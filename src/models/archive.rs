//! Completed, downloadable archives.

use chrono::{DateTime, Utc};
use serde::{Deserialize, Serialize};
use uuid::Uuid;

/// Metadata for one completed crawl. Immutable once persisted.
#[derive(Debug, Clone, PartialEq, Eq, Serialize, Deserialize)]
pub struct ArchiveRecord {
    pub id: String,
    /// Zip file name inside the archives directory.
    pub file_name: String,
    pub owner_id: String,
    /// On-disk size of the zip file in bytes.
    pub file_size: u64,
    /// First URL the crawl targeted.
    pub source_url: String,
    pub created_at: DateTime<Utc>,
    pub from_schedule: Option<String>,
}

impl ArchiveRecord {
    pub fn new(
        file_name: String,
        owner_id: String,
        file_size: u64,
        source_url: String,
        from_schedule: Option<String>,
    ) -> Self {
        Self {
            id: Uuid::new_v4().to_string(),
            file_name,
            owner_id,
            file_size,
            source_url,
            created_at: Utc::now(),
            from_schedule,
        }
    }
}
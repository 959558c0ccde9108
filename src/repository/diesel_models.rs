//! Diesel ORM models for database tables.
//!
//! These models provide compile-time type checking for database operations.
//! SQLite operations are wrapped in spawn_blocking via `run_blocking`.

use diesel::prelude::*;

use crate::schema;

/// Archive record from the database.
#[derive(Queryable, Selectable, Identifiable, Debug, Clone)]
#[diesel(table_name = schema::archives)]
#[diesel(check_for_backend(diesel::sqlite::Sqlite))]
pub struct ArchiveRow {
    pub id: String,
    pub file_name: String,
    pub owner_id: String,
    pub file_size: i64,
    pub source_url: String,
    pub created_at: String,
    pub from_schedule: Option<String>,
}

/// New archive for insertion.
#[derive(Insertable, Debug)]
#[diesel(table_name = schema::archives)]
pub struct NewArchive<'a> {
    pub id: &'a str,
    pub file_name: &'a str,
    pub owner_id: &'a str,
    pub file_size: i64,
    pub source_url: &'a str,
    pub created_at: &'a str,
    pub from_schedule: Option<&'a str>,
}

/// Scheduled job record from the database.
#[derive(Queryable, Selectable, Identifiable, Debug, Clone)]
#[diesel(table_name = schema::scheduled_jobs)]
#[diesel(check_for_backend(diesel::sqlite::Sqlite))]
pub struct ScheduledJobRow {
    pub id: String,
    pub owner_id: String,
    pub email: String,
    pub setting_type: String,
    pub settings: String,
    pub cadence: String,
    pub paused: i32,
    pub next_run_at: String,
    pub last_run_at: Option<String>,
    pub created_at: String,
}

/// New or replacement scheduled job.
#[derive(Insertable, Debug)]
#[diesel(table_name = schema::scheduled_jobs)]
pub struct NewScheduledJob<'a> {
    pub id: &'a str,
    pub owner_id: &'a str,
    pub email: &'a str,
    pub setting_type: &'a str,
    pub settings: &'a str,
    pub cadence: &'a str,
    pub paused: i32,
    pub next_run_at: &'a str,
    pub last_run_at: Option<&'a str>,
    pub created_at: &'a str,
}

__________

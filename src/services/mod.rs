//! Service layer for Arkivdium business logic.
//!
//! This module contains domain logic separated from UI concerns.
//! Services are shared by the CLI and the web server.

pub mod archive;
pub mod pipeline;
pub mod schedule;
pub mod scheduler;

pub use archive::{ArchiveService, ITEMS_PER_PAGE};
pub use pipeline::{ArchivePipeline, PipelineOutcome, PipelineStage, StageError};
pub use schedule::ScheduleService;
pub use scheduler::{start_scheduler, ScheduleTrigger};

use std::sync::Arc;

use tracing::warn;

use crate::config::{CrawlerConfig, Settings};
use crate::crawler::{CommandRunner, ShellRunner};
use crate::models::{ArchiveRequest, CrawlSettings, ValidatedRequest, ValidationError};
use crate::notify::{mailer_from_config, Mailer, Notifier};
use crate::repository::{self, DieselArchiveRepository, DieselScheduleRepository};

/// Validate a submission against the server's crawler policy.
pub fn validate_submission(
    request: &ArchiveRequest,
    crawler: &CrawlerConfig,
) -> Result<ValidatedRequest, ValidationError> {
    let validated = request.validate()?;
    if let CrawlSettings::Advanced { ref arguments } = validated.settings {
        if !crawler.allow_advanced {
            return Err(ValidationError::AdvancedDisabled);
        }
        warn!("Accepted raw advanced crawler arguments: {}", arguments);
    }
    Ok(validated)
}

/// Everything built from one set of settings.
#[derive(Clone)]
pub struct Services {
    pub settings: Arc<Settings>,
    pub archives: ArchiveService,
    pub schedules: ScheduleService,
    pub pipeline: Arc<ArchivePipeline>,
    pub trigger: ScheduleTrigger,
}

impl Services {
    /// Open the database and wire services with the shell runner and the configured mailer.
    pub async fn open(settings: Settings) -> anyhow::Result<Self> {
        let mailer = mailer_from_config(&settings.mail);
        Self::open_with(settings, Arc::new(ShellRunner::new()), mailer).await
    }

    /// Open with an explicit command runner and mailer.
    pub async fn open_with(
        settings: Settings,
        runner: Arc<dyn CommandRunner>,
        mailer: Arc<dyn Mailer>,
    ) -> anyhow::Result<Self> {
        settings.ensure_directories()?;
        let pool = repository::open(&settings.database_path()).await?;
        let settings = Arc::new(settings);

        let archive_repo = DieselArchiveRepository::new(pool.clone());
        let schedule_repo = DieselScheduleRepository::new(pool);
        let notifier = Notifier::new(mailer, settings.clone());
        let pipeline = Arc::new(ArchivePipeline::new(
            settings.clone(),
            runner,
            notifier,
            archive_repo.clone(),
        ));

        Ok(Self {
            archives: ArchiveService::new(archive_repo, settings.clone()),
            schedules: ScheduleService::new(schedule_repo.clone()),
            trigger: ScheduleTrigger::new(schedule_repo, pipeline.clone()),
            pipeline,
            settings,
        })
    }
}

__________

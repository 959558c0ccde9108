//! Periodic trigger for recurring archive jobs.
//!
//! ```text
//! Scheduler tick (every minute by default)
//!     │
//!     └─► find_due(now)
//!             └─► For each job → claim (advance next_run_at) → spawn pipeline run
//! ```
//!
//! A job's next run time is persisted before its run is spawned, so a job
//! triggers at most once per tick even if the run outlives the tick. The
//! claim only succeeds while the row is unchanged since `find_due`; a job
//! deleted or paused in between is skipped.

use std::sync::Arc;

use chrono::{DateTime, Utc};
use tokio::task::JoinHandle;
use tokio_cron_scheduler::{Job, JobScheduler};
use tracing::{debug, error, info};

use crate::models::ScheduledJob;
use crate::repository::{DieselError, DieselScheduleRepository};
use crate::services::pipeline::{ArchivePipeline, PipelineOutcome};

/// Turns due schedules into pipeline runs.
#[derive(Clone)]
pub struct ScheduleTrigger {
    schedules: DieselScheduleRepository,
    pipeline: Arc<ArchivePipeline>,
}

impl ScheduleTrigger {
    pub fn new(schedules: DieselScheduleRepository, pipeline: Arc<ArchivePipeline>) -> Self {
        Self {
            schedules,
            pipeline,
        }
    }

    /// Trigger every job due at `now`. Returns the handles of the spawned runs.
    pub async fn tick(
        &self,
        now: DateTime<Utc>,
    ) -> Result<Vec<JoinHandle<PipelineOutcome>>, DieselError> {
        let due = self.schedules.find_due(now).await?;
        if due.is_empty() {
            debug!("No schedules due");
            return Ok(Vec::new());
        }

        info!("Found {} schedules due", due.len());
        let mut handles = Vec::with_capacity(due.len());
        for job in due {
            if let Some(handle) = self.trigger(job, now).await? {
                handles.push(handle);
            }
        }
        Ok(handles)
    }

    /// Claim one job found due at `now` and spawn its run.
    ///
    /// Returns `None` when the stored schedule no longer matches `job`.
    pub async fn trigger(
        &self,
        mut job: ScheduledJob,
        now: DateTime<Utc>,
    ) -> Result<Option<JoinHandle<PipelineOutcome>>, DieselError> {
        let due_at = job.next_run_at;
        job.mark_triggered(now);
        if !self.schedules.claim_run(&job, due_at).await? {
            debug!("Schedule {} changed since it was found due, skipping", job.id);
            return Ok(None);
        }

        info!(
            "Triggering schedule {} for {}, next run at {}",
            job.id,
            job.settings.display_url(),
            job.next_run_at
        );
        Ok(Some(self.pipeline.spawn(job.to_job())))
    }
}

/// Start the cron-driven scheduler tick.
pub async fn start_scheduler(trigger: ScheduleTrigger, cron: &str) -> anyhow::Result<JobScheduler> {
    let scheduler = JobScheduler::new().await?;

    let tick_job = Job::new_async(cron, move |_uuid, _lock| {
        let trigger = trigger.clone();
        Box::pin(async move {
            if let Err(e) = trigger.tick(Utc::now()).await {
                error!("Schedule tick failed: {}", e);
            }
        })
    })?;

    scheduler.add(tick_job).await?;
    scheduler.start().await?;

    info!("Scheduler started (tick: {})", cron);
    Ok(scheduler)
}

__________

Aim of the exercise: The reply should consist solely of the lines above from the one that has "-> Result<Vec<JoinHandle<PipelineOutcome>>, DieselError>" through the one that has "let tick_job = Job::new_async(cron, move", reproduced exactly.

Output below:
    ) -> Result<Vec<JoinHandle<PipelineOutcome>>, DieselError> {
        let due = self.schedules.find_due(now).await?;
        if due.is_empty() {
            debug!("No schedules due");
            return Ok(Vec::new());
        }

        info!("Found {} schedules due", due.len());
        let mut handles = Vec::with_capacity(due.len());
        for job in due {
            if let Some(handle) = self.trigger(job, now).await? {
                handles.push(handle);
            }
        }
        Ok(handles)
    }

    /// Claim one job found due at `now` and spawn its run.
    ///
    /// Returns `None` when the stored schedule no longer matches `job`.
    pub async fn trigger(
        &self,
        mut job: ScheduledJob,
        now: DateTime<Utc>,
    ) -> Result<Option<JoinHandle<PipelineOutcome>>, DieselError> {
        let due_at = job.next_run_at;
        job.mark_triggered(now);
        if !self.schedules.claim_run(&job, due_at).await? {
            debug!("Schedule {} changed since it was found due, skipping", job.id);
            return Ok(None);
        }

        info!(
            "Triggering schedule {} for {}, next run at {}",
            job.id,
            job.settings.display_url(),
            job.next_run_at
        );
        Ok(Some(self.pipeline.spawn(job.to_job())))
    }
}

/// Start the cron-driven scheduler tick.
pub async fn start_scheduler(trigger: ScheduleTrigger, cron: &str) -> anyhow::Result<JobScheduler> {
    let scheduler = JobScheduler::new().await?;

    let tick_job = Job::new_async(cron, move |_uuid, _lock| {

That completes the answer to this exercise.